Identifying groundwater recharge and discharge areas across catchments is critical for implementing effective strategies for salinity mitigation, surface-water and groundwater resource management, and ecosystem protection. In this study, a synergistic approach has been developed, which applies a combination of remote sensing and geographic information system (GIS) techniques to map groundwater recharge and discharge areas. This approach is applied to an unconfined basalt aquifer, in a salinity and drought prone region of southeastern Australia. The basalt aquifer covers ~11,500 km2 in an agriculturally intensive region.
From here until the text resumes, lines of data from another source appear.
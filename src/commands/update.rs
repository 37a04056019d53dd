use anyhow::{bail, Result};

use crate::db::Database;
use crate::lifecycle::IssuePatch;

pub fn run(db: &Database, id: i64, patch: &IssuePatch) -> Result<()> {
    if patch.is_empty() {
        bail!("Nothing to update. Use --status, --priority, --department, --assign, or --notes");
    }

    let issue = db.update_issue(id, patch)?;
    println!("Updated issue #{} [{}]", issue.id, issue.status);
    if let Some(resolved_at) = issue.resolved_at {
        println!("  resolved at {}", resolved_at.to_rfc3339());
    }

    Ok(())
}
A review of local hydrogeological processes allowed a series of surface and subsurface indicators of groundwater recharge and discharge areas to be established. Various remote sensing and GIS techniques were then used to map these surface indicators including: terrain analysis, monitoring of vegetation activity, and mapping of infiltration capacity. All regions where groundwater is not discharging to the surface were considered potential recharge areas. This approach, applied systematically across a catchment, provides a framework for mapping recharge and discharge areas. A key component in assigning surface and subsurface indicators is the relevance to the dominant recharge and discharge processes occurring and the use of appropriate remote sensing and GIS techniques with the capacity to identify these processes.

Résumé

Sur un bassin versant, l’identification des zones d’alimentation et des aires d’émergence des eaux souterraines est capitale pour mettre en œuvre des stratégies de réduction de la salinité, de gestion des eaux souterraines et superficielles, et de protection des écosystèmes. Une approche synergique a été développée, sur la base de recherches existantes pour cartographier de manière systématique les zones de recharge et d'émergence. Elle combine des techniques de télédétection et de Systèmes d’Information Géographique, dans le but de cartographier les zones d’alimentation et d’émergence. Ces techniques ont été appliquées à un aquifère basaltique libre, dans un secteur sujet à la sécheresse et à la salinité du Sud-Est australien. L’aquifère considéré couvre environ 11,500 km2 d’une région essentiellement agricole. Un inventaire des processus hydrogéologiques locaux a conduit à l’établissement d’une série d’indicateurs superficiels et subsuperficiels des zones d’alimentation et d’émergence. Plusieurs méthodes de télédétection et de SIG furent alors utilisées pour cartographier ces indicateurs de surface, y compris les analyses de terrain, le suivi de l’activité de la végétation et la cartographie des capacités d’infiltration. Toutes les régions en dehors des zones d'émergence sont considérées commes des zones d'alimentation potentielles. Un des composants clés de l’attribution des indicateurs superficiels et subsuperficiels est la concordance avec les processus majeurs d’alimentation et de prélèvement entrant en jeu, et l’utilisation de méthodes de télédétection et SIG adaptées permettant d’identifier ces processus.

Resumen

La identificación de áreas de descarga y recarga de agua subterránea es crítica para la implementación de estrategias efectivas relacionadas con mitigación de salinidad, gestión de recursos de agua subterránea y agua superficial, y protección de ecosistemas. En este estudio se ha desarrollado un enfoque sinérgico apoyándose en investigación existente el cual aplica una combinación de técnicas de sistemas de información geográfico (SIG) y sensores remotos para cartografiar áreas de recarga y descarga de agua subterránea. Este enfoque se aplica a un acuífero de basalto no confinado en una región del sureste de Australia propensa a sequía y salinidad. El acuífero de basalto cubre aproximadamente 11,500 km2 en una región con agricultura intensiva. Una revisión de los procesos hidrogeológicos locales permitió el establecimiento de una serie de indicadores superficiales y subterráneos de áreas de recarga y descarga de agua subterránea. Luego se utilizaron varias técnicas de SIG y sensores remotos para cartografiar estos indicadores superficiales incluyendo: análisis del terreno, monitoreo de la actividad de la vegetación, y cartografiado de la capacidad de infiltración. Todas las regiones donde el agua subterránea no descarga en la superficie fueron consideradas áreas potenciales de recarga. Este enfoque que se ha aplicado sistemáticamente a través de la cuenca aporta un marco para la cartografía de áreas de recarga y descarga. Un componente clave en la asignación de indicadores superficiales y subterráneos lo constituye la relevancia a los procesos dominantes de recarga y descarga que ocurren y el uso de técnicas apropiadas de SIG y sensores remotos con la capacidad para identificar esos procesos.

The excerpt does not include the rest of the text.